Portland, Oregon, in the United States, is known for having an established coffee culture. In February 2012, The New York Times reported that Portland had more than 30 coffee roasters. Comparing Portland's coffee culture to other major cities along the West Coast, Oliver Strand wrote: "Seattle coffee might have more muscle, and San Francisco coffee might have more mystique, but Portland's coffee scene is arguably the country's most intimate. It's also one of the most relaxed."
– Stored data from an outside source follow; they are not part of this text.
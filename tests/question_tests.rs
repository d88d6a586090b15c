//! Question construction against real template trees and project roots.

use std::fs;
use std::path::Path;

use serde_json::{json, Value};

use sprout::{Error, Generator, JsonMap, Validation};

fn write(root: &Path, rel: &str, content: &str) {
    let path = root.join(rel);
    fs::create_dir_all(path.parent().unwrap()).unwrap();
    fs::write(path, content).unwrap();
}

fn options(pairs: &[(&str, Value)]) -> JsonMap {
    pairs
        .iter()
        .map(|(k, v)| (k.to_string(), v.clone()))
        .collect()
}

#[test]
fn test_builtin_schema_builds_questions() {
    let template = tempfile::tempdir().unwrap();
    let dest = tempfile::tempdir().unwrap();

    let generator = Generator::new(template.path(), dest.path(), JsonMap::new());
    let questions = generator.questions().unwrap();

    assert!(!questions.is_empty());
    assert_eq!(questions[0].name, "name");
}

#[test]
fn test_template_override_replaces_builtin_schema() {
    let template = tempfile::tempdir().unwrap();
    write(
        template.path(),
        "sprout.prompts.json",
        r#"{
            "prompts": [
                {"name": "flavor", "message": "Flavor?"},
                {"name": "topping", "message": "Topping?",
                 "when": "answers.flavor == 'vanilla'"}
            ]
        }"#,
    );
    let dest = tempfile::tempdir().unwrap();

    let generator = Generator::new(template.path(), dest.path(), JsonMap::new());
    let questions = generator.questions().unwrap();

    let names: Vec<_> = questions.iter().map(|q| q.name.as_str()).collect();
    assert_eq!(names, ["flavor", "topping"]);
}

#[test]
fn test_conditional_question_follows_accumulated_answers() {
    let template = tempfile::tempdir().unwrap();
    write(
        template.path(),
        "sprout.prompts.json",
        r#"{
            "prompts": [
                {"name": "database", "message": "Database?"},
                {"name": "connection", "message": "Connection string?",
                 "when": "answers.database != 'memory'",
                 "default": "answers.database + '://localhost/app'"}
            ]
        }"#,
    );
    let dest = tempfile::tempdir().unwrap();

    let generator = Generator::new(template.path(), dest.path(), JsonMap::new());
    let questions = generator.questions().unwrap();
    let ctx = generator.context();

    let mut answers = options(&[("database", json!("memory"))]);
    assert!(!questions[1].should_ask(ctx, &answers).unwrap());

    answers.insert("database".into(), json!("postgres"));
    assert!(questions[1].should_ask(ctx, &answers).unwrap());
    assert_eq!(
        questions[1].default_value(ctx, &answers).unwrap(),
        Some(json!("postgres://localhost/app"))
    );
}

#[test]
fn test_defaults_read_saved_options_and_existing_manifest() {
    let template = tempfile::tempdir().unwrap();
    write(
        template.path(),
        "sprout.prompts.json",
        r#"{
            "prompts": [
                {"name": "name", "message": "Name?"},
                {"name": "version", "message": "Version?", "default": "pkg.version"}
            ]
        }"#,
    );

    let dest = tempfile::tempdir().unwrap();
    write(dest.path(), "package.json", r#"{"version": "2.3.4"}"#);

    let generator = Generator::new(
        template.path(),
        dest.path(),
        options(&[("name", json!("saved-name"))]),
    );
    let questions = generator.questions().unwrap();
    let ctx = generator.context();

    // no declared default: falls back to the saved option of the same name
    assert_eq!(
        questions[0].default_value(ctx, &JsonMap::new()).unwrap(),
        Some(json!("saved-name"))
    );
    // declared default: evaluated against the existing manifest
    assert_eq!(
        questions[1].default_value(ctx, &JsonMap::new()).unwrap(),
        Some(json!("2.3.4"))
    );
}

#[test]
fn test_invalid_prompt_schema_fails_whole_build() {
    let template = tempfile::tempdir().unwrap();
    write(
        template.path(),
        "sprout.prompts.json",
        r#"{
            "prompts": [
                {"name": "good", "message": "Fine?"},
                {"message": "No name here"}
            ]
        }"#,
    );
    let dest = tempfile::tempdir().unwrap();

    let generator = Generator::new(template.path(), dest.path(), JsonMap::new());
    let err = generator.questions().unwrap_err();
    assert!(matches!(err, Error::InvalidPrompt { .. }));
}

#[test]
fn test_validate_and_filter_round_trip() {
    let template = tempfile::tempdir().unwrap();
    write(
        template.path(),
        "sprout.prompts.json",
        r#"{
            "prompts": [
                {"name": "name", "message": "Name?",
                 "validate": "input != '' || 'A name is required'",
                 "filter": "'app-' + input"}
            ]
        }"#,
    );
    let dest = tempfile::tempdir().unwrap();

    let generator = Generator::new(template.path(), dest.path(), JsonMap::new());
    let questions = generator.questions().unwrap();
    let ctx = generator.context();
    let answers = JsonMap::new();

    assert_eq!(
        questions[0].check(ctx, &answers, &json!("")).unwrap(),
        Validation::Invalid("A name is required".to_string())
    );
    assert_eq!(
        questions[0].check(ctx, &answers, &json!("shop")).unwrap(),
        Validation::Valid
    );
    assert_eq!(
        questions[0]
            .apply_filter(ctx, &answers, &json!("shop"))
            .unwrap(),
        json!("app-shop")
    );
}
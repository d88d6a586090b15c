//! Implements `sprout new`: collect answers interactively, generate, report.

use std::path::PathBuf;

use anyhow::{bail, Result};
use console::style;
use dialoguer::{theme::ColorfulTheme, Confirm, Input, Select};
use serde_json::Value;

use crate::context::JsonMap;
use crate::expr;
use crate::generator::Generator;
use crate::prompts::{Question, Validation};

/// Options for the new command
#[derive(Debug, Clone, Default)]
pub struct NewOptions {
    /// Project name
    pub name: Option<String>,
    /// Destination root
    pub root: PathBuf,
    /// Template tree to scaffold from
    pub template: PathBuf,
    /// Short project description
    pub description: Option<String>,
    /// Package manager for the install step
    pub package_manager: Option<String>,
    /// Accept every default without prompting
    pub yes: bool,
    /// Skip the dependency install step
    pub no_install: bool,
}

/// Execute the new command
pub fn execute_new(options: NewOptions) -> Result<()> {
    if !options.template.is_dir() {
        bail!(
            "template directory {} does not exist",
            options.template.display()
        );
    }

    let generator = Generator::new(
        &options.template,
        &options.root,
        build_options(&options),
    );

    let questions = generator.questions()?;
    let answers = collect_answers(&generator, &questions, options.yes)?;

    println!("{} Generating project...", style("→").dim());
    let message = generator.generate(answers)?;

    println!("\n{} {}", style("✓").green(), message);
    Ok(())
}

fn build_options(options: &NewOptions) -> JsonMap {
    let mut map = JsonMap::new();
    if let Some(name) = &options.name {
        map.insert("name".to_string(), Value::String(name.clone()));
    }
    if let Some(description) = &options.description {
        map.insert("description".to_string(), Value::String(description.clone()));
    }
    if let Some(pm) = &options.package_manager {
        map.insert("packageManager".to_string(), Value::String(pm.clone()));
    }
    map.insert(
        "root".to_string(),
        Value::String(options.root.display().to_string()),
    );
    map.insert(
        "template".to_string(),
        Value::String(options.template.display().to_string()),
    );
    map.insert("skipInstall".to_string(), Value::Bool(options.no_install));
    map
}

/// Walk the questions in order, accumulating answers. With `accept_defaults`
/// no prompt is shown; each question's default is validated and stored.
fn collect_answers(
    generator: &Generator,
    questions: &[Question],
    accept_defaults: bool,
) -> Result<JsonMap> {
    let ctx = generator.context();
    let mut answers = JsonMap::new();

    for question in questions {
        if !question.should_ask(ctx, &answers)? {
            continue;
        }

        let default = question.default_value(ctx, &answers)?;

        let raw = if accept_defaults {
            let value = default.unwrap_or(Value::Null);
            match question.check(ctx, &answers, &value)? {
                Validation::Valid => value,
                Validation::Invalid(message) => {
                    bail!("default for '{}' is not usable: {message}", question.name)
                }
            }
        } else {
            ask(question, ctx, &answers, default)?
        };

        let stored = question.apply_filter(ctx, &answers, &raw)?;
        answers.insert(question.name.clone(), stored);
    }

    Ok(answers)
}

/// Show one prompt, re-asking until its `validate` expression accepts.
fn ask(
    question: &Question,
    ctx: &crate::context::ContextStore,
    answers: &JsonMap,
    default: Option<Value>,
) -> Result<Value> {
    let theme = ColorfulTheme::default();
    let kind = question
        .extra
        .get("type")
        .and_then(Value::as_str)
        .unwrap_or("input");

    match kind {
        "confirm" => {
            let initial = default.as_ref().map(expr::truthy).unwrap_or(false);
            let value = Confirm::with_theme(&theme)
                .with_prompt(question.message.clone())
                .default(initial)
                .interact()?;
            Ok(Value::Bool(value))
        }
        "list" => {
            let choices: Vec<String> = question
                .extra
                .get("choices")
                .and_then(Value::as_array)
                .map(|items| {
                    items
                        .iter()
                        .filter_map(Value::as_str)
                        .map(str::to_string)
                        .collect()
                })
                .unwrap_or_default();
            if choices.is_empty() {
                bail!("prompt '{}' is a list without choices", question.name);
            }

            let initial = default
                .as_ref()
                .and_then(Value::as_str)
                .and_then(|d| choices.iter().position(|c| c == d))
                .unwrap_or(0);

            let index = Select::with_theme(&theme)
                .with_prompt(question.message.clone())
                .items(&choices)
                .default(initial)
                .interact()?;
            Ok(Value::String(choices[index].clone()))
        }
        _ => loop {
            let mut input =
                Input::<String>::with_theme(&theme).with_prompt(question.message.clone());
            if let Some(default) = &default {
                input = input.default(display_value(default)).show_default(true);
            }
            let text = input.allow_empty(true).interact_text()?;
            let value = Value::String(text);

            match question.check(ctx, answers, &value)? {
                Validation::Valid => return Ok(value),
                Validation::Invalid(message) => {
                    eprintln!("{} {message}", style("✗").red());
                }
            }
        },
    }
}

fn display_value(value: &Value) -> String {
    match value {
        Value::String(s) => s.clone(),
        Value::Null => String::new(),
        other => other.to_string(),
    }
}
Portland is noted as a place in which people use coffeehouses as a third place. There is more coffee available in gentrified areas of Portland.

Coffeehouses and roasters
Coffeehouses have included Coffee Time, Prince Coffee, Public Domain Coffee, Rimsky-Korsakoffee House, Southeast Grind (2009–2019), and Spella Caffè. Some of Portland's roasters include Case Study Coffee Roasters, Coava Coffee Roasters, Deadstock Coffee, Heart Coffee Roasters, Nossa Familia Coffee, Water Avenue Coffee, Sterling Coffee Roasters and Stumptown Coffee Roasters.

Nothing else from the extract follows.